Sawtooth uses docker-compose to create a network of containers that interact with each other. The sawtooth-erc20.yaml file contains our network configuration. You will notice the images we are using from the hyperledger docker repo. Our ERC20 transaction processor also is configured in this .yaml file. The container is built from the dockerfile located in the ./docker/ERC20 . We can build our image using the handy makefile provided.
$ make docker_build
This will build our image so docker-compose can use it as a base for our ERC20 transaction processor container.
There are also commands in the makefile for bringing our network up/down and starting the network. To start our network completely, the following command will bring down the current network, build our ERC20 image and bring the network up.
$ make network_start
We can also bring our network up and down with the following commands
$ make network_up
$ make network_down
Once our network is up we can query our state on the port specified in the docker-compose file. Our metrics database name is sawtooth-metrics, and the Grafana dashboard running on port 3000 has a default username and password for the admin account: {username: admin. password: admin}. We are all set and can now start our wallet ui and interact with our tokens.
Notice the entry for our validator in the .yaml file. You will see that we attach a volume to the container that contains the configuration directory at the top level of this project. The configuration.sh file in this directory will then get executed when the validator starts, allowing us to specify some default keypairs etc for things like our validator, network etc.

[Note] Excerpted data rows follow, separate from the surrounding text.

//! ARP protocol — wire codec, request/reply processing, and the resolver.
//!
//! Implements RFC 826 ARP for Ethernet/IPv4.  Incoming ARP frames are parsed,
//! validated, and merged into the [`ArpCache`]:
//!
//! - **Reply** (`op=2`): refreshes the binding and flushes a deferred payload.
//! - **Request** (`op=1`) for our unicast: answers with a unicast reply.
//! - **Any ARP**: opportunistically updates the cache if the sender is known.
//!
//! Outbound, [`resolve`] is the lookup-or-query entry point for the datagram
//! layer.  `Found` means use the returned hardware address now.  `Query`
//! means the payload has been buffered and the reply will transmit it, so the
//! caller must drop it from its own pipeline.  An error means no resolution,
//! and the payload is released.  The integer rendering of that contract
//! (1 / 0 / −1) is [`resolve_code`].

use std::time::Instant;

use log::{debug, warn};

use super::arp_cache::{ARP_RESOLVE_TIMEOUT, ArpCache, PendingFrame, Query, Update};
use super::netdev::{DeviceHandle, Netif};
use super::netstack::{NetStack, ProtocolHandler, ProtocolRegistry};
use super::types::{EtherType, Ipv4Addr, MacAddr, NetError};
use super::{
    ARP_HLEN_ETHERNET, ARP_HTYPE_ETHERNET, ARP_MESSAGE_LEN, ARP_OPER_REPLY, ARP_OPER_REQUEST,
    ARP_PLEN_IPV4, ARP_PTYPE_IPV4, ETHERTYPE_ARP,
};

// =============================================================================
// Wire codec
// =============================================================================

/// A parsed ARP-over-Ethernet message.
///
/// The fixed fields (`hrd`, `pro`, `hln`, `pln`) are validated on parse and
/// regenerated on encode; only the variable fields are carried.
#[derive(Clone, Copy, Debug, PartialEq, Eq)]
pub struct ArpMessage {
    pub op: u16,
    pub sha: MacAddr,
    pub spa: Ipv4Addr,
    pub tha: MacAddr,
    pub tpa: Ipv4Addr,
}

impl ArpMessage {
    /// A broadcast-bound request: who has `tpa`?  Tell `spa`.
    pub const fn request(sha: MacAddr, spa: Ipv4Addr, tpa: Ipv4Addr) -> Self {
        Self {
            op: ARP_OPER_REQUEST,
            sha,
            spa,
            tha: MacAddr::ZERO,
            tpa,
        }
    }

    /// A unicast reply: `spa` is at `sha`.
    pub const fn reply(sha: MacAddr, spa: Ipv4Addr, tha: MacAddr, tpa: Ipv4Addr) -> Self {
        Self {
            op: ARP_OPER_REPLY,
            sha,
            spa,
            tha,
            tpa,
        }
    }

    /// Parse the first [`ARP_MESSAGE_LEN`] octets of `data`.
    ///
    /// Trailing octets (Ethernet padding) are ignored.  Fails on short input
    /// or any fixed-field mismatch.
    pub fn parse(data: &[u8]) -> Result<Self, NetError> {
        if data.len() < ARP_MESSAGE_LEN {
            return Err(NetError::MalformedFrame);
        }

        let htype = u16::from_be_bytes([data[0], data[1]]);
        let ptype = u16::from_be_bytes([data[2], data[3]]);
        let hlen = data[4];
        let plen = data[5];

        if htype != ARP_HTYPE_ETHERNET
            || ptype != ARP_PTYPE_IPV4
            || hlen != ARP_HLEN_ETHERNET
            || plen != ARP_PLEN_IPV4
        {
            return Err(NetError::MalformedFrame);
        }

        Ok(Self {
            op: u16::from_be_bytes([data[6], data[7]]),
            sha: MacAddr([data[8], data[9], data[10], data[11], data[12], data[13]]),
            spa: Ipv4Addr([data[14], data[15], data[16], data[17]]),
            tha: MacAddr([data[18], data[19], data[20], data[21], data[22], data[23]]),
            tpa: Ipv4Addr([data[24], data[25], data[26], data[27]]),
        })
    }

    /// Serialize to the 28-octet wire layout.
    pub fn encode(&self) -> [u8; ARP_MESSAGE_LEN] {
        let mut data = [0u8; ARP_MESSAGE_LEN];
        data[0..2].copy_from_slice(&ARP_HTYPE_ETHERNET.to_be_bytes());
        data[2..4].copy_from_slice(&ARP_PTYPE_IPV4.to_be_bytes());
        data[4] = ARP_HLEN_ETHERNET;
        data[5] = ARP_PLEN_IPV4;
        data[6..8].copy_from_slice(&self.op.to_be_bytes());
        data[8..14].copy_from_slice(&self.sha.0);
        data[14..18].copy_from_slice(&self.spa.0);
        data[18..24].copy_from_slice(&self.tha.0);
        data[24..28].copy_from_slice(&self.tpa.0);
        data
    }
}

// =============================================================================
// Initialization
// =============================================================================

struct ArpHandler;

impl ProtocolHandler for ArpHandler {
    fn handle_rx(&self, stack: &NetStack, dev: &DeviceHandle, payload: &[u8]) {
        handle_rx(stack, dev, payload);
    }
}

/// Register the ARP inbound handler under EtherType `0x0806` and create the
/// neighbor cache it feeds.
pub fn init(protocols: &mut ProtocolRegistry) -> ArpCache {
    protocols
        .register(ETHERTYPE_ARP, Box::new(ArpHandler))
        .expect("ARP handler registered twice");
    ArpCache::new()
}

// =============================================================================
// Receive path
// =============================================================================

/// Handle an incoming ARP frame.
///
/// `payload` points at the first byte of the ARP message (Ethernet header has
/// been consumed by the ingress pipeline).  Malformed messages are dropped
/// silently; the expiry sweep piggybacks on frame arrival, throttled inside
/// the cache.
pub fn handle_rx(stack: &NetStack, dev: &DeviceHandle, payload: &[u8]) {
    let msg = match ArpMessage::parse(payload) {
        Ok(msg) => msg,
        Err(_) => {
            debug!("arp: malformed message ({} bytes), dropping", payload.len());
            return;
        }
    };

    let now = stack.now_secs();
    let cache = stack.arp_cache();
    cache.sweep_if_due(now);

    // RFC 826: opportunistically refresh the cache if the sender is known.
    let (merged, pending) = match cache.update(msg.spa, msg.sha, now) {
        Update::Merged { pending } => (true, pending),
        Update::NotMerged => (false, None),
    };

    if let Some(frame) = pending {
        drain_pending(stack, dev, frame, msg.sha);
    }

    let Some(netif) = stack.netif(dev.index()) else {
        return;
    };
    if netif.unicast.is_unspecified() || netif.unicast != msg.tpa {
        return;
    }

    // Targeted at our unicast: learn the sender even if it was unknown.
    if !merged {
        if let Err(e) = cache.insert(msg.spa, msg.sha, now) {
            debug!("arp: dropping binding {} -> {}: {}", msg.spa, msg.sha, e);
        }
    }

    match msg.op {
        ARP_OPER_REQUEST => {
            debug!(
                "arp: request for {} from {} ({}), sending reply",
                msg.tpa, msg.spa, msg.sha
            );
            let reply = ArpMessage::reply(dev.mac(), netif.unicast, msg.sha, msg.spa);
            if let Err(e) = dev.transmit(EtherType::Arp, &reply.encode(), msg.sha) {
                debug!("arp: reply tx failed: {}", e);
            }
        }
        ARP_OPER_REPLY => {
            debug!("arp: reply from {} ({})", msg.spa, msg.sha);
        }
        op => {
            debug!("arp: unknown opcode {}", op);
        }
    }
}

/// Transmit a payload that was deferred awaiting resolution.
///
/// The payload was built for the egress path of the device it was queued on;
/// if the reply arrived elsewhere (multi-homed host), transmission still uses
/// the originating device, and the mismatch is surfaced as a warning.
fn drain_pending(stack: &NetStack, rx_dev: &DeviceHandle, frame: PendingFrame, ha: MacAddr) {
    if frame.dev != rx_dev.index() {
        warn!(
            "arp: reply arrived on dev {} but payload was queued on dev {}, using the latter",
            rx_dev.index(),
            frame.dev
        );
    }
    let Some(origin) = stack.devices().get(frame.dev) else {
        debug!("arp: originating dev {} is gone, dropping payload", frame.dev);
        return;
    };
    if let Err(e) = origin.transmit(EtherType::Ipv4, &frame.payload, ha) {
        debug!("arp: deferred payload tx failed: {}", e);
    }
}

// =============================================================================
// Transmit helpers
// =============================================================================

/// Broadcast a request for `tpa` out of `dev`.
pub fn send_request(dev: &DeviceHandle, netif: &Netif, tpa: Ipv4Addr) -> Result<(), NetError> {
    let msg = ArpMessage::request(dev.mac(), netif.unicast, tpa);
    debug!("arp: sending request for {} on {}", tpa, dev.name());
    dev.transmit(EtherType::Arp, &msg.encode(), MacAddr::BROADCAST)?;
    Ok(())
}

// =============================================================================
// Resolver
// =============================================================================

/// Successful resolver outcomes.
pub enum Resolution {
    /// The binding is known: transmit to `ha` now.  A payload passed in is
    /// handed back untouched.
    Found {
        ha: MacAddr,
        payload: Option<Vec<u8>>,
    },
    /// The payload (if any) was buffered and a query broadcast; the reply
    /// path will transmit it.  Drop it from your pipeline.
    Query,
}

impl Resolution {
    /// Integer rendering of the outcome: `Found` = 1, `Query` = 0.
    pub const fn code(&self) -> i32 {
        match self {
            Self::Found { .. } => 1,
            Self::Query => 0,
        }
    }
}

/// Integer rendering of a full resolver result: 1 / 0 / −1.
pub fn resolve_code(result: &Result<Resolution, NetError>) -> i32 {
    match result {
        Ok(resolution) => resolution.code(),
        Err(_) => -1,
    }
}

/// Map `pa` to a hardware address via `netif`, querying the network if the
/// binding is unknown.
///
/// - Cache hit: returns [`Resolution::Found`] immediately.
/// - Miss: creates a query-in-flight entry (buffering `payload`, which must
///   fit the device MTU), broadcasts a request, and returns
///   [`Resolution::Query`].
/// - Query already in flight: retransmits a request to cover loss of the
///   first, then parks on the entry until the reply arrives or the
///   1-second deadline passes, whichever is first.
///
/// A transmit failure leaves the cache untouched so a later call can retry.
pub fn resolve(
    stack: &NetStack,
    netif: &Netif,
    pa: Ipv4Addr,
    payload: Option<Vec<u8>>,
) -> Result<Resolution, NetError> {
    let dev = stack
        .devices()
        .get(netif.dev)
        .ok_or(NetError::NetworkUnreachable)?;
    if let Some(p) = &payload {
        if p.len() > dev.mtu() as usize {
            return Err(NetError::NoBufferSpace);
        }
    }

    let deadline = Instant::now() + ARP_RESOLVE_TIMEOUT;
    let now = stack.now_secs();

    match stack.arp_cache().query(netif.dev, pa, payload, now) {
        Query::Found { ha, payload } => Ok(Resolution::Found { ha, payload }),
        Query::InFlight { payload } => {
            send_request(&dev, netif, pa)?;
            let ha = stack.arp_cache().wait_resolved(pa, deadline)?;
            Ok(Resolution::Found { ha, payload })
        }
        Query::Created => {
            send_request(&dev, netif, pa)?;
            Ok(Resolution::Query)
        }
        Query::Full => Err(NetError::TableFull),
    }
}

We do the same thing with our sawtooth-shell container, attaching a volume that contains a our genesis.batch file. This is a sawtooth transaction signed with our default privatekey specified in the configuration.sh file. This genesis.batch transaction is a 'initializeToken' transaction and when submitted will set some token defaults like name, symbol, total-supply etc and also give our set the owner of all the tokens to the publickey corresponding to our default private key.
To generate a new genesis.batch file, modify the genesis.js file in the ./dev-scripts directory with the parameters you want. Then run the genesis.js file, it will sign the transaction with the default private key and write the bytes to the genesis.batch file.